DESCRIPTION OF THE TASK »
Copy every entry. Do not alter a single word.

[Saved data entries]
☆ ☆ ☆ ☆

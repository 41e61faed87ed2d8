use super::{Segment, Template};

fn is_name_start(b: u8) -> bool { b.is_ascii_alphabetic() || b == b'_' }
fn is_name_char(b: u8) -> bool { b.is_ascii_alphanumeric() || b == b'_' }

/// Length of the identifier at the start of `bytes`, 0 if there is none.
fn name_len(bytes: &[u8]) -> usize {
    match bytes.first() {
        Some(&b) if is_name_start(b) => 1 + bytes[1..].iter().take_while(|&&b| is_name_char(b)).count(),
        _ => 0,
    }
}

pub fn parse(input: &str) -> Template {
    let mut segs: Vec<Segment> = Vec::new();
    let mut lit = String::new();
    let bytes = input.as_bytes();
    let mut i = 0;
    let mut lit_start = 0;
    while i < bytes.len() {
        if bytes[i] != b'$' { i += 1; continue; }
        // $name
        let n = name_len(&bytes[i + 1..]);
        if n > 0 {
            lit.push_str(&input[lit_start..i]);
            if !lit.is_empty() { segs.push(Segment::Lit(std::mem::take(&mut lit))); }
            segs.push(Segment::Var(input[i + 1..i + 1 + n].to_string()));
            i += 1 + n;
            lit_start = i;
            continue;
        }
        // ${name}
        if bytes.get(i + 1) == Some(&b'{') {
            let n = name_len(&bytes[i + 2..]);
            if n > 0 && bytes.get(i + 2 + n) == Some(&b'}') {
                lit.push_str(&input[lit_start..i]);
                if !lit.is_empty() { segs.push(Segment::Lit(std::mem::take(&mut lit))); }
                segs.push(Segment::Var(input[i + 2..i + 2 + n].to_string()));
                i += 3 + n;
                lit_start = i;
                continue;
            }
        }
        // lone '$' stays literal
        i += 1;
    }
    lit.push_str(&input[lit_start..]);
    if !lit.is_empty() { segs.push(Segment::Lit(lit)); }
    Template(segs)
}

☆ ☆ ☆ ☆

REPLY TO THE EXERCISE »
repository 41e61faed87ed2d8
use super::{Segment, Template};

fn is_name_start(b: u8) -> bool { b.is_ascii_alphabetic() || b == b'_' }
fn is_name_char(b: u8) -> bool { b.is_ascii_alphanumeric() || b == b'_' }

/// Length of the identifier at the start of `bytes`, 0 if there is none.
fn name_len(bytes: &[u8]) -> usize {
    match bytes.first() {
        Some(&b) if is_name_start(b) => 1 + bytes[1..].iter().take_while(|&&b| is_name_char(b)).count(),
        _ => 0,
    }
}

pub fn parse(input: &str) -> Template {
    let mut segs: Vec<Segment> = Vec::new();
    let mut lit = String::new();
    let bytes = input.as_bytes();
    let mut i = 0;
    let mut lit_start = 0;
    while i < bytes.len() {
        if bytes[i] != b'$' { i += 1; continue; }
        // $name
        let n = name_len(&bytes[i + 1..]);
        if n > 0 {
            lit.push_str(&input[lit_start..i]);
            if !lit.is_empty() { segs.push(Segment::Lit(std::mem::take(&mut lit))); }
            segs.push(Segment::Var(input[i + 1..i + 1 + n].to_string()));
            i += 1 + n;
            lit_start = i;
            continue;
        }
        // ${name}
        if bytes.get(i + 1) == Some(&b'{') {
            let n = name_len(&bytes[i + 2..]);
            if n > 0 && bytes.get(i + 2 + n) == Some(&b'}') {
                lit.push_str(&input[lit_start..i]);
                if !lit.is_empty() { segs.push(Segment::Lit(std::mem::take(&mut lit))); }
                segs.push(Segment::Var(input[i + 2..i + 2 + n].to_string()));
                i += 3 + n;
                lit_start = i;
                continue;
            }
        }
        // lone '$' stays literal
        i += 1;
    }
    lit.push_str(&input[lit_start..]);
    if !lit.is_empty() { segs.push(Segment::Lit(lit)); }
    Template(segs)
}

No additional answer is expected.